Barry Williams, the mayor of Middlemarch, is on the warpath.  He runs Strath Taieri rugby and pleaded with the Metro boys to give them duck-shooting weekend off in the senior town grade.  He reckons if we can allow for the keg party at Hyde St we must be able to allow for the hallowed of hallowed — duck-shooting.  Apparently not, and they had to default to GI at the weekend.  To be fair, Dean Power and the GI Boys were happy to play on the Friday night to accommodate the Strath Taieri lads but strangely duck-shooting starts really early up there — I wonder why!  A word of advice for next year, let’s get this sorted in March when the draws are done so we can keep everybody happy!

Reunion looms

This weekend Ben Whale, Marcus Schaaf and Sione Misiloi all play their 50th games for the Harbour Hawks against Varsity — good work, lads.  Big prop George Bower played his 50th against AU a couple of weeks ago.  All the players will be presented with their blazers by Goldie Wilson (he’d better turn up!) at the 25th jubilee on May 27.

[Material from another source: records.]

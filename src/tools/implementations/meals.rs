// ABOUTME: Meal composition and nutrition lookup tools.
// ABOUTME: Implements suggest_meal, get_nutrition_info, search_foods, create_meal_plan.
//
// SPDX-License-Identifier: MIT OR Apache-2.0
// Copyright (c) 2025 Pierre Fitness Intelligence

//! # Meal Tools
//!
//! - `SuggestMealTool` - compose one low-fat, high-protein meal
//! - `GetNutritionInfoTool` - case-insensitive nutrition table lookup
//! - `SearchFoodsTool` - filter the nutrition table by name, category, diet
//! - `CreateMealPlanTool` - multi-day plan of composed meals
//!
//! All four work without a menu store.

use async_trait::async_trait;
use serde_json::{json, Value};
use tracing::debug;

use crate::constants::limits::{MEAL_CALORIES_MAX, MEAL_CALORIES_MIN};
use crate::constants::tools::{CREATE_MEAL_PLAN, GET_NUTRITION_INFO, SEARCH_FOODS, SUGGEST_MEAL};
use crate::errors::AppResult;
use crate::intelligence::{MealComposer, MealRequest, PlanAssembler};
use crate::mcp::schema::{JsonSchema, PropertySchema};
use crate::models::{FoodCategory, FoodItem, MealType};
use crate::tools::context::ToolExecutionContext;
use crate::tools::result::ToolResult;
use crate::tools::traits::{McpTool, ToolCapabilities};

use super::params::{
    optional_bool, optional_f64, optional_str, plan_properties, plan_request, required_str,
    string_list, within,
};

fn meal_type_values() -> Vec<&'static str> {
    MealType::ALL.into_iter().map(MealType::as_str).collect()
}

// ============================================================================
// SuggestMealTool
// ============================================================================

/// Compose one meal for a slot.
pub struct SuggestMealTool;

#[async_trait]
impl McpTool for SuggestMealTool {
    fn name(&self) -> &'static str {
        SUGGEST_MEAL
    }

    fn description(&self) -> &'static str {
        "Suggest a low-fat, high-protein meal based on preferences and dietary requirements"
    }

    fn input_schema(&self) -> JsonSchema {
        JsonSchema::object(
            vec![
                (
                    "mealType",
                    PropertySchema::string("Type of meal to suggest")
                        .with_enum(&meal_type_values()),
                ),
                (
                    "calories",
                    PropertySchema::number("Target calories for the meal (optional)")
                        .with_range(MEAL_CALORIES_MIN, MEAL_CALORIES_MAX),
                ),
                (
                    "excludeIngredients",
                    PropertySchema::string_array(
                        "Ingredients to exclude from suggestions (optional)",
                    ),
                ),
                (
                    "vegetarian",
                    PropertySchema::boolean(
                        "Whether to include only vegetarian options (optional)",
                    )
                    .with_default(json!(false)),
                ),
            ],
            &["mealType"],
        )
    }

    fn capabilities(&self) -> ToolCapabilities {
        ToolCapabilities::READS_DATA | ToolCapabilities::MEAL_PLANNING | ToolCapabilities::RANDOMIZED
    }

    async fn execute(&self, args: Value, ctx: &ToolExecutionContext) -> AppResult<ToolResult> {
        let meal_type: MealType = required_str(SUGGEST_MEAL, &args, "mealType")?.parse()?;

        let mut request = MealRequest::new(meal_type)
            .excluding(string_list(SUGGEST_MEAL, &args, "excludeIngredients")?)
            .vegetarian(optional_bool(SUGGEST_MEAL, &args, "vegetarian")?.unwrap_or(false));
        if let Some(calories) = optional_f64(SUGGEST_MEAL, &args, "calories")? {
            request = request.with_calories(within(
                "calories",
                calories,
                MEAL_CALORIES_MIN,
                MEAL_CALORIES_MAX,
            )?);
        }

        let resources = &ctx.resources;
        let composer = MealComposer::new(&resources.foods, &resources.planner);
        let meal = {
            let mut rng = resources.rng.lock().await;
            composer.compose(&request, &mut *rng)?
        };

        debug!(%meal_type, calories = meal.total_nutrition.calories, "Composed meal");
        Ok(ToolResult::from_serializable(&meal)?)
    }
}

// ============================================================================
// GetNutritionInfoTool
// ============================================================================

/// Look up one food by name.
pub struct GetNutritionInfoTool;

#[async_trait]
impl McpTool for GetNutritionInfoTool {
    fn name(&self) -> &'static str {
        GET_NUTRITION_INFO
    }

    fn description(&self) -> &'static str {
        "Get detailed nutritional information for a specific food item"
    }

    fn input_schema(&self) -> JsonSchema {
        JsonSchema::object(
            vec![(
                "foodItem",
                PropertySchema::string("Name of the food item to get nutrition information for"),
            )],
            &["foodItem"],
        )
    }

    fn capabilities(&self) -> ToolCapabilities {
        ToolCapabilities::READS_DATA
    }

    async fn execute(&self, args: Value, ctx: &ToolExecutionContext) -> AppResult<ToolResult> {
        let food_item = required_str(GET_NUTRITION_INFO, &args, "foodItem")?;

        match ctx.resources.foods.lookup(food_item) {
            Some(food) => Ok(ToolResult::from_serializable(food)?),
            None => Ok(ToolResult::text(format!(
                "Nutrition information not found for: {food_item}"
            ))),
        }
    }
}

// ============================================================================
// SearchFoodsTool
// ============================================================================

/// Filter the nutrition table.
pub struct SearchFoodsTool;

#[async_trait]
impl McpTool for SearchFoodsTool {
    fn name(&self) -> &'static str {
        SEARCH_FOODS
    }

    fn description(&self) -> &'static str {
        "Search the nutrition table by name substring, category, and vegetarian suitability"
    }

    fn input_schema(&self) -> JsonSchema {
        let categories: Vec<&str> = FoodCategory::ALL.into_iter().map(FoodCategory::as_str).collect();
        JsonSchema::object(
            vec![
                (
                    "query",
                    PropertySchema::string("Case-insensitive substring of the food name"),
                ),
                (
                    "category",
                    PropertySchema::string("Restrict to one food category").with_enum(&categories),
                ),
                (
                    "vegetarianOnly",
                    PropertySchema::boolean("Only return vegetarian foods")
                        .with_default(json!(false)),
                ),
            ],
            &[],
        )
    }

    fn capabilities(&self) -> ToolCapabilities {
        ToolCapabilities::READS_DATA
    }

    async fn execute(&self, args: Value, ctx: &ToolExecutionContext) -> AppResult<ToolResult> {
        let query = optional_str(SEARCH_FOODS, &args, "query")?.map(str::trim);
        let category = optional_str(SEARCH_FOODS, &args, "category")?
            .map(str::parse::<FoodCategory>)
            .transpose()?;
        let vegetarian_only = optional_bool(SEARCH_FOODS, &args, "vegetarianOnly")?.unwrap_or(false);

        let foods: Vec<&FoodItem> = ctx.resources.foods.filter(|food| {
            query.is_none_or(|needle| food.name_contains(needle))
                && category.is_none_or(|wanted| food.category == wanted)
                && (!vegetarian_only || food.is_vegetarian)
        });

        Ok(ToolResult::ok(json!({
            "count": foods.len(),
            "foods": foods,
        })))
    }
}

// ============================================================================
// CreateMealPlanTool
// ============================================================================

/// Multi-day plan made of composed meals.
pub struct CreateMealPlanTool;

#[async_trait]
impl McpTool for CreateMealPlanTool {
    fn name(&self) -> &'static str {
        CREATE_MEAL_PLAN
    }

    fn description(&self) -> &'static str {
        "Create a multi-day low-fat, high-protein meal plan"
    }

    fn input_schema(&self) -> JsonSchema {
        JsonSchema::object(plan_properties(), &["days", "dailyCalories"])
    }

    fn capabilities(&self) -> ToolCapabilities {
        ToolCapabilities::READS_DATA | ToolCapabilities::MEAL_PLANNING | ToolCapabilities::RANDOMIZED
    }

    async fn execute(&self, args: Value, ctx: &ToolExecutionContext) -> AppResult<ToolResult> {
        let request = plan_request(CREATE_MEAL_PLAN, &args)?;

        let resources = &ctx.resources;
        let assembler = PlanAssembler::new(&resources.foods, &resources.planner);
        let plan = {
            let mut rng = resources.rng.lock().await;
            assembler.build_plan(&request, &mut *rng)?
        };

        debug!(
            days = plan.summary.total_days,
            avg_calories = plan.summary.avg_daily_calories,
            "Built meal plan"
        );
        Ok(ToolResult::from_serializable(&plan)?)
    }
}

/// Create all meal tools for registration
#[must_use]
pub fn create_meal_tools() -> Vec<Box<dyn McpTool>> {
    vec![
        Box::new(SuggestMealTool),
        Box::new(GetNutritionInfoTool),
        Box::new(SearchFoodsTool),
        Box::new(CreateMealPlanTool),
    ]
}
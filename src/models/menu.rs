// ABOUTME: Registered menu records plus the registration, partial-update, and query shapes
// ABOUTME: RegisteredMenu is the persisted unit of the menu store, serialized in camelCase
//
// SPDX-License-Identifier: MIT OR Apache-2.0
// Copyright (c) 2025 Pierre Fitness Intelligence

use chrono::{DateTime, Utc};
use serde::{Deserialize, Serialize};

use crate::constants::menu_store::VEGETARIAN_TAGS;
use crate::errors::{AppError, AppResult};
use crate::models::food::{MealType, NutritionFacts};

/// A user-authored recipe held by the menu store
#[derive(Debug, Clone, PartialEq, Serialize, Deserialize)]
#[serde(rename_all = "camelCase")]
pub struct RegisteredMenu {
    /// Generated identifier, never reused
    pub id: String,
    /// Recipe name
    pub name: String,
    /// Free-form description
    pub description: String,
    /// Ingredient lines in the order the author gave them
    pub ingredients: Vec<String>,
    /// Instruction steps in order
    pub instructions: Vec<String>,
    /// Meal slot this recipe is meant for
    pub meal_type: MealType,
    /// Nutrition totals for the whole recipe
    pub nutrition: NutritionFacts,
    /// Preparation time in minutes
    pub prep_time: u32,
    /// Number of servings the recipe yields
    pub servings: u32,
    /// Free-form tags (e.g. "vegetarian", "quick")
    #[serde(default)]
    pub tags: Vec<String>,
    /// Creation timestamp
    pub created_at: DateTime<Utc>,
    /// Last modification timestamp
    pub updated_at: DateTime<Utc>,
}

impl RegisteredMenu {
    /// Build a stored record from a validated registration
    #[must_use]
    pub fn from_registration(id: String, registration: MenuRegistration, now: DateTime<Utc>) -> Self {
        Self {
            id,
            name: registration.name,
            description: registration.description,
            ingredients: registration.ingredients,
            instructions: registration.instructions,
            meal_type: registration.meal_type,
            nutrition: registration.nutrition,
            prep_time: registration.prep_time,
            servings: registration.servings,
            tags: registration.tags,
            created_at: now,
            updated_at: now,
        }
    }

    /// Protein-to-fat ratio of the recipe's nutrition totals
    #[must_use]
    pub fn protein_to_fat_ratio(&self) -> f64 {
        self.nutrition.protein_to_fat_ratio()
    }

    /// Exact, case-insensitive tag match
    #[must_use]
    pub fn has_tag(&self, tag: &str) -> bool {
        self.tags.iter().any(|own| own.eq_ignore_ascii_case(tag))
    }

    /// Tagged "vegetarian" or "vegan"
    #[must_use]
    pub fn is_vegetarian(&self) -> bool {
        VEGETARIAN_TAGS.iter().any(|tag| self.has_tag(tag))
    }

    /// Case-insensitive substring match over name, description, ingredients, and tags
    #[must_use]
    pub fn matches_text(&self, query: &str) -> bool {
        let needle = query.to_lowercase();
        self.name.to_lowercase().contains(&needle)
            || self.description.to_lowercase().contains(&needle)
            || self
                .ingredients
                .iter()
                .any(|line| line.to_lowercase().contains(&needle))
            || self
                .tags
                .iter()
                .any(|tag| tag.to_lowercase().contains(&needle))
    }

    /// Whether any ingredient line contains any of the excluded substrings
    #[must_use]
    pub fn contains_any_ingredient(&self, excluded: &[String]) -> bool {
        excluded.iter().any(|term| {
            let term = term.to_lowercase();
            self.ingredients
                .iter()
                .any(|line| line.to_lowercase().contains(&term))
        })
    }

    /// Merge the supplied fields of an update into this record
    ///
    /// Does not touch `id`, `created_at`, or `updated_at`.
    pub fn apply(&mut self, update: MenuUpdate) {
        if let Some(name) = update.name {
            self.name = name;
        }
        if let Some(description) = update.description {
            self.description = description;
        }
        if let Some(ingredients) = update.ingredients {
            self.ingredients = ingredients;
        }
        if let Some(instructions) = update.instructions {
            self.instructions = instructions;
        }
        if let Some(meal_type) = update.meal_type {
            self.meal_type = meal_type;
        }
        if let Some(nutrition) = update.nutrition {
            self.nutrition = nutrition;
        }
        if let Some(prep_time) = update.prep_time {
            self.prep_time = prep_time;
        }
        if let Some(servings) = update.servings {
            self.servings = servings;
        }
        if let Some(tags) = update.tags {
            self.tags = tags;
        }
    }
}

/// Fields supplied when registering a new recipe
#[derive(Debug, Clone, PartialEq, Serialize, Deserialize)]
#[serde(rename_all = "camelCase")]
pub struct MenuRegistration {
    /// Recipe name
    pub name: String,
    /// Free-form description
    #[serde(default)]
    pub description: String,
    /// Ingredient lines
    #[serde(default)]
    pub ingredients: Vec<String>,
    /// Instruction steps
    #[serde(default)]
    pub instructions: Vec<String>,
    /// Meal slot
    pub meal_type: MealType,
    /// Nutrition totals
    pub nutrition: NutritionFacts,
    /// Preparation time in minutes (at least 1)
    pub prep_time: u32,
    /// Servings (at least 1)
    pub servings: u32,
    /// Free-form tags
    #[serde(default)]
    pub tags: Vec<String>,
}

impl MenuRegistration {
    /// Check name, ranges, and nutrition signs
    ///
    /// # Errors
    ///
    /// Returns a validation error naming the first offending field
    pub fn validate(&self) -> AppResult<()> {
        if self.name.trim().is_empty() {
            return Err(AppError::invalid_input("name must not be empty"));
        }
        validate_prep_time(self.prep_time)?;
        validate_servings(self.servings)?;
        validate_nutrition(&self.nutrition)
    }
}

/// Partial update: `None` keeps the stored value, `Some` overwrites it
#[derive(Debug, Clone, Default, PartialEq, Serialize, Deserialize)]
#[serde(rename_all = "camelCase")]
pub struct MenuUpdate {
    /// New name
    pub name: Option<String>,
    /// New description
    pub description: Option<String>,
    /// Replacement ingredient list
    pub ingredients: Option<Vec<String>>,
    /// Replacement instruction list
    pub instructions: Option<Vec<String>>,
    /// New meal slot
    pub meal_type: Option<MealType>,
    /// Replacement nutrition totals
    pub nutrition: Option<NutritionFacts>,
    /// New preparation time
    pub prep_time: Option<u32>,
    /// New serving count
    pub servings: Option<u32>,
    /// Replacement tag list
    pub tags: Option<Vec<String>>,
}

impl MenuUpdate {
    /// True when no field is supplied
    #[must_use]
    pub const fn is_empty(&self) -> bool {
        self.name.is_none()
            && self.description.is_none()
            && self.ingredients.is_none()
            && self.instructions.is_none()
            && self.meal_type.is_none()
            && self.nutrition.is_none()
            && self.prep_time.is_none()
            && self.servings.is_none()
            && self.tags.is_none()
    }

    /// Validate only the supplied fields
    ///
    /// # Errors
    ///
    /// Returns a validation error naming the first offending field
    pub fn validate(&self) -> AppResult<()> {
        if let Some(name) = &self.name {
            if name.trim().is_empty() {
                return Err(AppError::invalid_input("name must not be empty"));
            }
        }
        if let Some(prep_time) = self.prep_time {
            validate_prep_time(prep_time)?;
        }
        if let Some(servings) = self.servings {
            validate_servings(servings)?;
        }
        if let Some(nutrition) = &self.nutrition {
            validate_nutrition(nutrition)?;
        }
        Ok(())
    }
}

/// Conjunctive listing filters; every supplied filter narrows the result
#[derive(Debug, Clone, Default, PartialEq, Eq, Serialize, Deserialize)]
#[serde(rename_all = "camelCase")]
pub struct MenuListFilter {
    /// Keep only this meal slot
    #[serde(skip_serializing_if = "Option::is_none")]
    pub meal_type: Option<MealType>,
    /// Keep only menus carrying this tag
    #[serde(skip_serializing_if = "Option::is_none")]
    pub tag: Option<String>,
    /// Keep only menus whose text contains this substring
    #[serde(skip_serializing_if = "Option::is_none")]
    pub search: Option<String>,
}

impl MenuListFilter {
    /// Whether a menu passes every supplied filter
    #[must_use]
    pub fn matches(&self, menu: &RegisteredMenu) -> bool {
        self.meal_type.is_none_or(|meal_type| menu.meal_type == meal_type)
            && self.tag.as_deref().is_none_or(|tag| menu.has_tag(tag))
            && self
                .search
                .as_deref()
                .is_none_or(|query| menu.matches_text(query))
    }
}

/// Criteria for ranking registered menus; all supplied criteria apply together
#[derive(Debug, Clone, Default, PartialEq, Serialize, Deserialize)]
#[serde(rename_all = "camelCase")]
pub struct MenuSuggestionCriteria {
    /// Required meal slot
    pub meal_type: Option<MealType>,
    /// Upper bound on calories
    pub max_calories: Option<f64>,
    /// Lower bound on protein grams
    pub min_protein: Option<f64>,
    /// Upper bound on fat grams
    pub max_fat: Option<f64>,
    /// Menus must carry at least one of these tags (empty means no constraint)
    #[serde(default)]
    pub tags: Vec<String>,
    /// Ids never returned
    #[serde(default)]
    pub exclude_ids: Vec<String>,
    /// Require a "vegetarian" or "vegan" tag
    #[serde(default)]
    pub vegetarian: bool,
}

impl MenuSuggestionCriteria {
    /// Whether a menu satisfies every supplied criterion
    #[must_use]
    pub fn matches(&self, menu: &RegisteredMenu) -> bool {
        self.meal_type.is_none_or(|meal_type| menu.meal_type == meal_type)
            && self
                .max_calories
                .is_none_or(|max| menu.nutrition.calories <= max)
            && self
                .min_protein
                .is_none_or(|min| menu.nutrition.protein >= min)
            && self.max_fat.is_none_or(|max| menu.nutrition.fat <= max)
            && (self.tags.is_empty() || self.tags.iter().any(|tag| menu.has_tag(tag)))
            && !self.exclude_ids.iter().any(|id| *id == menu.id)
            && (!self.vegetarian || menu.is_vegetarian())
    }
}

fn validate_prep_time(prep_time: u32) -> AppResult<()> {
    if prep_time < 1 {
        return Err(AppError::out_of_range("prepTime must be at least 1 minute"));
    }
    Ok(())
}

fn validate_servings(servings: u32) -> AppResult<()> {
    if servings < 1 {
        return Err(AppError::out_of_range("servings must be at least 1"));
    }
    Ok(())
}

fn validate_nutrition(nutrition: &NutritionFacts) -> AppResult<()> {
    nutrition.first_invalid_field().map_or(Ok(()), |field| {
        Err(AppError::out_of_range(format!(
            "nutrition.{field} must be a non-negative number"
        )))
    })
}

Speaking of Harbour front rowers, I was looking forward to seeing new prop Benny Rumble turning out for the Hawks against AU a couple of weeks ago but he was a mysterious no-show.  I questioned Hale T (the coach) on the absence and he said work comes first for Benny and he was out fixing roads.  Perhaps I’ll get him up to Every St and,  hopefully, he can fix that after being out for nine months!

This weekend

The sponsors haven’t presented a serious challenge so now on to the prem captains starting with Tom Rowe from Zingers so the unbeaten run continues unabated.  Kaik (13+), fresh on the back of two big wins, abseils down from the Veldt and hits the road to the Toolbox to take on GI.  With Hemopo out, Kaik will be too big, too strong.  AU (13+) is at home to Zingers and it has been bolstered by flying winger Jona Nareki, the only Otago rep in the NZ Colts and wunderkind  Vilimoni Koroi who has taken the sevens world by storm this year.  Even though it is for the Grace Mills,  if these kids get enough ball watch out!In the big game of the round, Southern hosts the Sharks (12-) in a top-of-the-table clash and this will decide the Speight’s Jug for the first-round winner.  Southern is coming off its first defeat and the Sharks are unbeaten, so nearly too close to call but Sharks just.

The third and fourth-ranked teams go at it at the Oval and Harbour (12-) with its all-round strength might just consign Varsity to its fourth straight loss. Who would have picked that at the start of April?